Quando si eseguono esami o interventi sul cuore, come la coronarografia o l’angioplastica, i medici possono accedere ai vasi sanguigni del braccio in due modi principali:

  • Approccio trans-radiale: si utilizza l’arteria radiale, che si trova vicino al polso.
  • Approccio trans-ulnare: si utilizza l’arteria ulnare, situata anch’essa nel braccio, ma in una posizione diversa rispetto alla radiale.

Entrambi gli approcci permettono di raggiungere il cuore per eseguire gli interventi, ma possono differire in termini di facilità e sicurezza.

Come è stato condotto lo studio ARTEMIS

Lo studio ha coinvolto 902 pazienti sottoposti a coronarografia o angioplastica in 5 centri diversi. I pazienti sono stati divisi in modo casuale in due gruppi:

  • Un gruppo ha ricevuto l’approccio trans-radiale, considerato il metodo di riferimento.
  • L’altro gruppo ha ricevuto l’approccio trans-ulnare, considerato il metodo sperimentale.

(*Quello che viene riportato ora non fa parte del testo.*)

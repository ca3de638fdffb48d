//! Recording and query contract tests over the mutable representations.

use dynahist::estimators::ValueEstimator;
use dynahist::layout::{Layout, LogQuadraticLayout};
use dynahist::{
    DynamicHistogram, Histogram, PreprocessedHistogram, QueryError, RecordError, StaticHistogram,
};
use rand::rngs::SmallRng;
use rand::{Rng, SeedableRng};

mod common;
use common::{assert_same_content, RoundingLayout};

fn layout() -> RoundingLayout {
    RoundingLayout::new(-100, 100)
}

#[test]
fn empty_histogram() {
    let histogram = DynamicHistogram::new(layout());
    assert!(histogram.is_empty());
    assert_eq!(histogram.total_count(), 0);
    assert_eq!(histogram.underflow_count(), 0);
    assert_eq!(histogram.overflow_count(), 0);
    assert_eq!(histogram.min(), f64::INFINITY);
    assert_eq!(histogram.max(), f64::NEG_INFINITY);
    assert!(histogram.first_non_empty_bin().is_none());
    assert!(histogram.last_non_empty_bin().is_none());
    assert_eq!(histogram.bin_by_rank(0).unwrap_err(), QueryError::RankOutOfBounds);
    assert!(histogram.value_at_quantile(0.5).unwrap().is_nan());
}

#[test]
fn record_routes_to_bins() {
    let mut histogram = DynamicHistogram::new(layout());
    histogram.add(10.4).unwrap();
    histogram.add(10.6).unwrap();
    histogram.add(-1000.0).unwrap();
    histogram.add(1000.0).unwrap();
    histogram.add_with_count(0.0, 5).unwrap();

    assert_eq!(histogram.total_count(), 9);
    assert_eq!(histogram.underflow_count(), 1);
    assert_eq!(histogram.overflow_count(), 1);
    assert_eq!(histogram.count(10), 1);
    assert_eq!(histogram.count(11), 1);
    assert_eq!(histogram.count(0), 5);
    assert_eq!(histogram.count(57), 0);
    assert_eq!(histogram.min(), -1000.0);
    assert_eq!(histogram.max(), 1000.0);
}

#[test]
fn infinities_are_valid_samples() {
    let mut histogram = DynamicHistogram::new(layout());
    histogram.add(f64::INFINITY).unwrap();
    histogram.add(f64::NEG_INFINITY).unwrap();
    assert_eq!(histogram.underflow_count(), 1);
    assert_eq!(histogram.overflow_count(), 1);
    assert_eq!(histogram.min(), f64::NEG_INFINITY);
    assert_eq!(histogram.max(), f64::INFINITY);
    assert_eq!(histogram.value_at_rank(0).unwrap(), f64::NEG_INFINITY);
    assert_eq!(histogram.value_at_rank(1).unwrap(), f64::INFINITY);
}

#[test]
fn nan_is_rejected_and_leaves_state() {
    let mut histogram = DynamicHistogram::new(layout());
    histogram.add(5.0).unwrap();
    let err = histogram.add(f64::NAN).unwrap_err();
    assert_eq!(err, RecordError::ValueIsNan);
    assert_eq!(histogram.total_count(), 1);
    assert_eq!(histogram.min(), 5.0);
    assert_eq!(histogram.max(), 5.0);
}

#[test]
fn zero_count_is_a_no_op() {
    let mut histogram = DynamicHistogram::new(layout());
    histogram.add_with_count(5.0, 0).unwrap();
    assert!(histogram.is_empty());
    assert_eq!(histogram.min(), f64::INFINITY);
}

#[test]
fn signed_zeros_keep_their_identity() {
    let small = RoundingLayout::new(-1, 1);
    let mut histogram = DynamicHistogram::new(small);
    histogram.add(0.0).unwrap();
    histogram.add(-0.0).unwrap();
    assert_eq!(histogram.min().to_bits(), 0x8000_0000_0000_0000);
    assert_eq!(histogram.max().to_bits(), 0x0000_0000_0000_0000);

    // A single +0.0 must not report min as -0.0, and vice versa.
    let mut histogram = DynamicHistogram::new(RoundingLayout::new(-1, 1));
    histogram.add(0.0).unwrap();
    assert_eq!(histogram.min().to_bits(), 0);
    assert_eq!(histogram.max().to_bits(), 0);
    let mut histogram = DynamicHistogram::new(RoundingLayout::new(-1, 1));
    histogram.add(-0.0).unwrap();
    assert_eq!(histogram.min().to_bits(), 0x8000_0000_0000_0000);
    assert_eq!(histogram.max().to_bits(), 0x8000_0000_0000_0000);
}

#[test]
fn total_count_overflow_rolls_back() {
    let mut histogram = DynamicHistogram::new(layout());
    histogram.add_with_count(10.0, i64::MAX as u64).unwrap();
    assert_eq!(histogram.total_count(), i64::MAX as u64);

    let err = histogram.add(90.0).unwrap_err();
    assert_eq!(err, RecordError::TotalCountOverflow);
    assert_eq!(histogram.total_count(), i64::MAX as u64);
    assert_eq!(histogram.count(90), 0);
    assert_eq!(histogram.max(), 10.0);

    let err = histogram
        .add_ascending_sequence(|_| 50.0, 2)
        .unwrap_err();
    assert_eq!(err, RecordError::TotalCountOverflow);
    assert_eq!(histogram.total_count(), i64::MAX as u64);
}

#[test]
fn count_sum_invariant_under_random_updates() {
    let mut rng = SmallRng::seed_from_u64(0x00c0_ffee);
    for _ in 0..50 {
        let mut histogram = DynamicHistogram::new(layout());
        let mut expected_total = 0u64;
        for _ in 0..rng.gen_range(1..100) {
            let value = rng.gen_range(-150.0..150.0);
            let count = rng.gen_range(1..1000u64);
            histogram.add_with_count(value, count).unwrap();
            expected_total += count;
        }
        assert_eq!(histogram.total_count(), expected_total);
        let bin_sum: u64 = histogram
            .non_empty_bins_ascending()
            .map(|bin| bin.bin_count())
            .sum();
        assert_eq!(bin_sum, expected_total);
        let regular_sum: u64 = histogram
            .regular_window()
            .map_or(0, |(first, last)| (first..=last).map(|i| histogram.count(i)).sum());
        assert_eq!(
            regular_sum,
            expected_total - histogram.underflow_count() - histogram.overflow_count()
        );
    }
}

#[test]
fn min_max_match_reference_under_random_updates() {
    let mut rng = SmallRng::seed_from_u64(0xfeed_f00d);
    for _ in 0..100 {
        let mut histogram = DynamicHistogram::new(layout());
        let mut values = Vec::new();
        for _ in 0..rng.gen_range(1..60) {
            let value: f64 = if rng.gen_bool(0.1) {
                if rng.gen_bool(0.5) {
                    0.0
                } else {
                    -0.0
                }
            } else {
                rng.gen_range(-200.0..200.0)
            };
            histogram.add(value).unwrap();
            values.push(value);
        }
        let to_ordered = |v: f64| {
            let bits = v.to_bits() as i64;
            (((bits >> 62) as u64 >> 1) as i64) ^ bits
        };
        let min = values.iter().copied().min_by_key(|&v| to_ordered(v)).unwrap();
        let max = values.iter().copied().max_by_key(|&v| to_ordered(v)).unwrap();
        assert_eq!(histogram.min().to_bits(), min.to_bits());
        assert_eq!(histogram.max().to_bits(), max.to_bits());
    }
}

#[test]
fn rank_endpoints_are_exact() {
    let mut histogram = DynamicHistogram::new(layout());
    histogram.add(17.25).unwrap();
    histogram.add(-33.75).unwrap();
    histogram.add_with_count(2.5, 10).unwrap();
    let total = histogram.total_count();
    for estimator in [
        ValueEstimator::Uniform,
        ValueEstimator::LowerBound,
        ValueEstimator::UpperBound,
        ValueEstimator::MidPoint,
    ] {
        assert_eq!(histogram.value_at_rank_with(0, estimator).unwrap(), -33.75);
        assert_eq!(
            histogram.value_at_rank_with(total - 1, estimator).unwrap(),
            17.25
        );
    }
    assert_eq!(
        histogram.value_at_rank(total).unwrap_err(),
        QueryError::RankOutOfBounds
    );
}

#[test]
fn bin_by_rank_matches_model() {
    let mut rng = SmallRng::seed_from_u64(0x0b1b_5eed);
    for _ in 0..20 {
        let mut histogram = DynamicHistogram::new(layout());
        let mut model: Vec<(i32, u64)> = Vec::new();
        for _ in 0..rng.gen_range(1..40) {
            let value = rng.gen_range(-150.0..150.0);
            let count = rng.gen_range(1..50u64);
            histogram.add_with_count(value, count).unwrap();
        }
        for bin in histogram.non_empty_bins_ascending() {
            model.push((bin.bin_index(), bin.bin_count()));
        }
        let mut rank = 0u64;
        for &(bin_index, bin_count) in &model {
            for _ in 0..bin_count {
                let bin = histogram.bin_by_rank(rank).unwrap();
                assert_eq!(bin.bin_index(), bin_index, "rank {}", rank);
                assert_eq!(bin.bin_count(), bin_count);
                rank += 1;
            }
        }
    }
}

#[test]
fn bin_iteration_is_consistent_both_ways() {
    let mut histogram = DynamicHistogram::new(layout());
    histogram.add_with_count(-500.0, 2).unwrap();
    histogram.add_with_count(-7.0, 3).unwrap();
    histogram.add_with_count(12.0, 1).unwrap();
    histogram.add_with_count(900.0, 4).unwrap();

    let ascending: Vec<(i32, u64, u64, u64)> = histogram
        .non_empty_bins_ascending()
        .map(|b| (b.bin_index(), b.bin_count(), b.less_count(), b.greater_count()))
        .collect();
    assert_eq!(
        ascending,
        vec![
            (-100, 2, 0, 8),
            (-7, 3, 2, 5),
            (12, 1, 5, 4),
            (100, 4, 6, 0),
        ]
    );
    let mut descending: Vec<(i32, u64, u64, u64)> = histogram
        .non_empty_bins_descending()
        .map(|b| (b.bin_index(), b.bin_count(), b.less_count(), b.greater_count()))
        .collect();
    descending.reverse();
    assert_eq!(ascending, descending);

    let first = histogram.first_non_empty_bin().unwrap();
    assert!(first.is_underflow());
    let last = histogram.last_non_empty_bin().unwrap();
    assert!(last.is_overflow());
}

#[test]
fn ascending_sequence_equals_element_wise_adds() {
    let mut rng = SmallRng::seed_from_u64(0xa5ce_0001);
    for _ in 0..50 {
        let mut values: Vec<f64> = (0..rng.gen_range(1..500))
            .map(|_| rng.gen_range(-150.0..150.0))
            .collect();
        values.sort_by(|a, b| a.partial_cmp(b).unwrap());

        let mut bulk = DynamicHistogram::new(layout());
        bulk.add_ascending_sequence(|i| values[i as usize], values.len() as u64)
            .unwrap();

        let mut reference = DynamicHistogram::new(layout());
        for &value in &values {
            reference.add(value).unwrap();
        }
        assert_eq!(bulk, reference);
    }
}

#[test]
fn ascending_sequence_with_many_duplicates_touches_few_bins() {
    let mut histogram = DynamicHistogram::new(layout());
    // 1e6 samples over 3 distinct values; must finish quickly despite the length.
    let length = 1_000_000u64;
    histogram
        .add_ascending_sequence(
            |i| {
                if i < 300_000 {
                    -20.0
                } else if i < 900_000 {
                    0.25
                } else {
                    63.0
                }
            },
            length,
        )
        .unwrap();
    assert_eq!(histogram.total_count(), length);
    assert_eq!(histogram.count(-20), 300_000);
    assert_eq!(histogram.count(0), 600_000);
    assert_eq!(histogram.count(63), 100_000);
    assert_eq!(histogram.min(), -20.0);
    assert_eq!(histogram.max(), 63.0);
}

#[test]
fn merge_equals_element_wise_adds() {
    let mut rng = SmallRng::seed_from_u64(0x3e6e_0001);
    for _ in 0..30 {
        let mut a = DynamicHistogram::new(layout());
        let mut b = DynamicHistogram::new(layout());
        let mut reference = DynamicHistogram::new(layout());
        for _ in 0..rng.gen_range(0..50) {
            let value = rng.gen_range(-150.0..150.0);
            a.add(value).unwrap();
            reference.add(value).unwrap();
        }
        for _ in 0..rng.gen_range(0..50) {
            let value = rng.gen_range(-150.0..150.0);
            b.add(value).unwrap();
            reference.add(value).unwrap();
        }
        let mut merged = DynamicHistogram::new(layout());
        merged.add_histogram(&a).unwrap();
        merged.add_histogram(&b).unwrap();
        assert_eq!(merged, reference);

        // Commutativity.
        let mut reversed = DynamicHistogram::new(layout());
        reversed.add_histogram(&b).unwrap();
        reversed.add_histogram(&a).unwrap();
        assert_eq!(merged, reversed);
    }
}

#[test]
fn merge_across_layout_parameters_preserves_totals_and_extremes() {
    let coarse = LogQuadraticLayout::new(1e-2, 1e-1, -100.0, 100.0).unwrap();
    let fine = LogQuadraticLayout::new(1e-4, 1e-3, -100.0, 100.0).unwrap();

    let mut source = DynamicHistogram::new(fine);
    let mut rng = SmallRng::seed_from_u64(0x3e6e_0002);
    for _ in 0..500 {
        source.add(rng.gen_range(-90.0..90.0)).unwrap();
    }

    let mut target = DynamicHistogram::new(coarse);
    target.add(3.5).unwrap();
    target.add_histogram(&source).unwrap();

    assert_eq!(target.total_count(), source.total_count() + 1);
    assert_eq!(target.min().to_bits(), source.min().min(3.5).to_bits());
    assert_eq!(target.max().to_bits(), source.max().max(3.5).to_bits());
}

#[test]
fn static_histogram_matches_dynamic() {
    let mut rng = SmallRng::seed_from_u64(0x57a7_0001);
    let mut dynamic = DynamicHistogram::new(layout());
    let mut fixed = StaticHistogram::new(layout());
    for _ in 0..300 {
        let value = rng.gen_range(-150.0..150.0);
        let count = rng.gen_range(1..10u64);
        dynamic.add_with_count(value, count).unwrap();
        fixed.add_with_count(value, count).unwrap();
    }
    assert_same_content(&dynamic, &fixed);
    for rank in [0, 1, 77, dynamic.total_count() - 1] {
        assert_eq!(
            dynamic.value_at_rank(rank).unwrap().to_bits(),
            fixed.value_at_rank(rank).unwrap().to_bits()
        );
    }
}

#[test]
fn preprocessed_agrees_with_source_and_is_idempotent() {
    let mut rng = SmallRng::seed_from_u64(0x9e9e_0001);
    let mut histogram = DynamicHistogram::new(layout());
    for _ in 0..200 {
        histogram
            .add_with_count(rng.gen_range(-150.0..150.0), rng.gen_range(1..5u64))
            .unwrap();
    }
    let preprocessed = histogram.preprocess();
    assert_same_content(&histogram, &preprocessed);

    let again: PreprocessedHistogram<_> = preprocessed.preprocess();
    assert_eq!(preprocessed, again);

    for rank in 0..histogram.total_count() {
        assert_eq!(
            histogram.bin_by_rank(rank).unwrap().bin_index(),
            preprocessed.bin_by_rank(rank).unwrap().bin_index(),
            "rank {}",
            rank
        );
        assert_eq!(
            histogram.value_at_rank(rank).unwrap().to_bits(),
            preprocessed.value_at_rank(rank).unwrap().to_bits(),
            "rank {}",
            rank
        );
    }
}

#[test]
fn value_estimates_stay_inside_bins() {
    let mut histogram = DynamicHistogram::new(layout());
    histogram.add_with_count(-20.3, 4).unwrap();
    histogram.add_with_count(5.2, 7).unwrap();
    histogram.add_with_count(40.9, 2).unwrap();
    let layout = layout();

    for rank in 1..histogram.total_count() - 1 {
        let bin = histogram.bin_by_rank(rank).unwrap();
        let lower = layout.bin_lower_bound(bin.bin_index()).max(histogram.min());
        let upper = layout.bin_upper_bound(bin.bin_index()).min(histogram.max());
        let low_estimate = histogram
            .value_at_rank_with(rank, ValueEstimator::LowerBound)
            .unwrap();
        let high_estimate = histogram
            .value_at_rank_with(rank, ValueEstimator::UpperBound)
            .unwrap();
        let mid_estimate = histogram
            .value_at_rank_with(rank, ValueEstimator::MidPoint)
            .unwrap();
        let uniform_estimate = histogram
            .value_at_rank_with(rank, ValueEstimator::Uniform)
            .unwrap();
        assert_eq!(low_estimate, lower);
        assert_eq!(high_estimate, upper);
        assert!(mid_estimate >= lower && mid_estimate <= upper);
        assert!(uniform_estimate >= lower && uniform_estimate <= upper);
    }

    // Uniform estimates are non-decreasing in rank.
    let mut previous = f64::NEG_INFINITY;
    for rank in 0..histogram.total_count() {
        let estimate = histogram.value_at_rank(rank).unwrap();
        assert!(estimate >= previous, "rank {}", rank);
        previous = estimate;
    }
}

L’obiettivo principale era valutare un insieme di risultati, tra cui:

  • La necessità di cambiare metodo durante l’intervento (cross-over).
  • Eventi avversi importanti legati al cuore e ai vasi sanguigni.
  • Problemi vascolari nell’arto dove è stato effettuato il punto di accesso.

Risultati principali

Lo studio è stato interrotto prima del previsto perché l’approccio trans-ulnare ha mostrato risultati inferiori rispetto a quello trans-radiale. In particolare:

  • Il gruppo con approccio trans-ulnare ha avuto una maggiore necessità di cambiare metodo durante l’intervento.
  • Questa differenza ha dimostrato che l’approccio trans-ulnare è meno efficace rispetto a quello trans-radiale.

Conclusioni pratiche

Dato il più alto tasso di difficoltà e cambi di metodo con l’approccio trans-ulnare, questo non può essere considerato una valida alternativa all’approccio trans-radiale per gli interventi coronarici.

In conclusione

Lo studio ARTEMIS ha mostrato che, per eseguire interventi sul cuore attraverso i vasi del braccio, l’approccio trans-radiale è più affidabile e sicuro rispetto a quello trans-ulnare. Pertanto, al momento, il metodo trans-radiale rimane la scelta preferita per questi interventi.